TRY IT: The entries below should be copied exactly and completely.

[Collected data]
*** Block opens ***

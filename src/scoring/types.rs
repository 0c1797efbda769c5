use crate::query::Component;

/// Base multiplier applied to a component's weight on every field match.
pub const MATCH_MULTIPLIER: f64 = 2.0;

/// Fixed alignment weight for a query component.
///
/// Company name dominates, then report type, year, country. The same table
/// drives both the match pass (scaled by [`MATCH_MULTIPLIER`]) and the
/// penalty pass (unscaled).
#[inline]
pub fn component_weight(component: Component) -> f64 {
    match component {
        Component::CompanyName => 8.0,
        Component::ReportType => 4.0,
        Component::Year => 2.0,
        Component::Country => 1.0,
    }
}

/// Sum of all component weights (15). A fully populated component set with
/// zero metadata matches scores exactly `-weight_sum()`.
#[inline]
pub fn weight_sum() -> f64 {
    Component::ALL.iter().copied().map(component_weight).sum()
}

/// Result of the alignment (match) pass. `score` is non-negative.
#[derive(Debug, Clone, PartialEq)]
pub struct MatchOutcome {
    pub score: f64,
    /// Trace of which component matched which metadata field.
    pub rationale: String,
}

impl MatchOutcome {
    /// Outcome with no matches.
    pub fn zero() -> Self {
        Self {
            score: 0.0,
            rationale: String::new(),
        }
    }
}

/// Result of the penalty pass. `score` is non-positive.
#[derive(Debug, Clone, PartialEq)]
pub struct PenaltyOutcome {
    pub score: f64,
    /// Trace of which components were absent from all metadata fields.
    pub rationale: String,
}

impl PenaltyOutcome {
    /// Outcome with no penalties.
    pub fn zero() -> Self {
        Self {
            score: 0.0,
            rationale: String::new(),
        }
    }
}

*** Block closes ***

SOLUTION TO THE PROBLEM:
filename src/scoring/types.rs
repository 0c1797efbda769c5
use crate::query::Component;

/// Base multiplier applied to a component's weight on every field match.
pub const MATCH_MULTIPLIER: f64 = 2.0;

/// Fixed alignment weight for a query component.
///
/// Company name dominates, then report type, year, country. The same table
/// drives both the match pass (scaled by [`MATCH_MULTIPLIER`]) and the
/// penalty pass (unscaled).
#[inline]
pub fn component_weight(component: Component) -> f64 {
    match component {
        Component::CompanyName => 8.0,
        Component::ReportType => 4.0,
        Component::Year => 2.0,
        Component::Country => 1.0,
    }
}

/// Sum of all component weights (15). A fully populated component set with
/// zero metadata matches scores exactly `-weight_sum()`.
#[inline]
pub fn weight_sum() -> f64 {
    Component::ALL.iter().copied().map(component_weight).sum()
}

/// Result of the alignment (match) pass. `score` is non-negative.
#[derive(Debug, Clone, PartialEq)]
pub struct MatchOutcome {
    pub score: f64,
    /// Trace of which component matched which metadata field.
    pub rationale: String,
}

impl MatchOutcome {
    /// Outcome with no matches.
    pub fn zero() -> Self {
        Self {
            score: 0.0,
            rationale: String::new(),
        }
    }
}

/// Result of the penalty pass. `score` is non-positive.
#[derive(Debug, Clone, PartialEq)]
pub struct PenaltyOutcome {
    pub score: f64,
    /// Trace of which components were absent from all metadata fields.
    pub rationale: String,
}

impl PenaltyOutcome {
    /// Outcome with no penalties.
    pub fn zero() -> Self {
        Self {
            score: 0.0,
            rationale: String::new(),
        }
    }
}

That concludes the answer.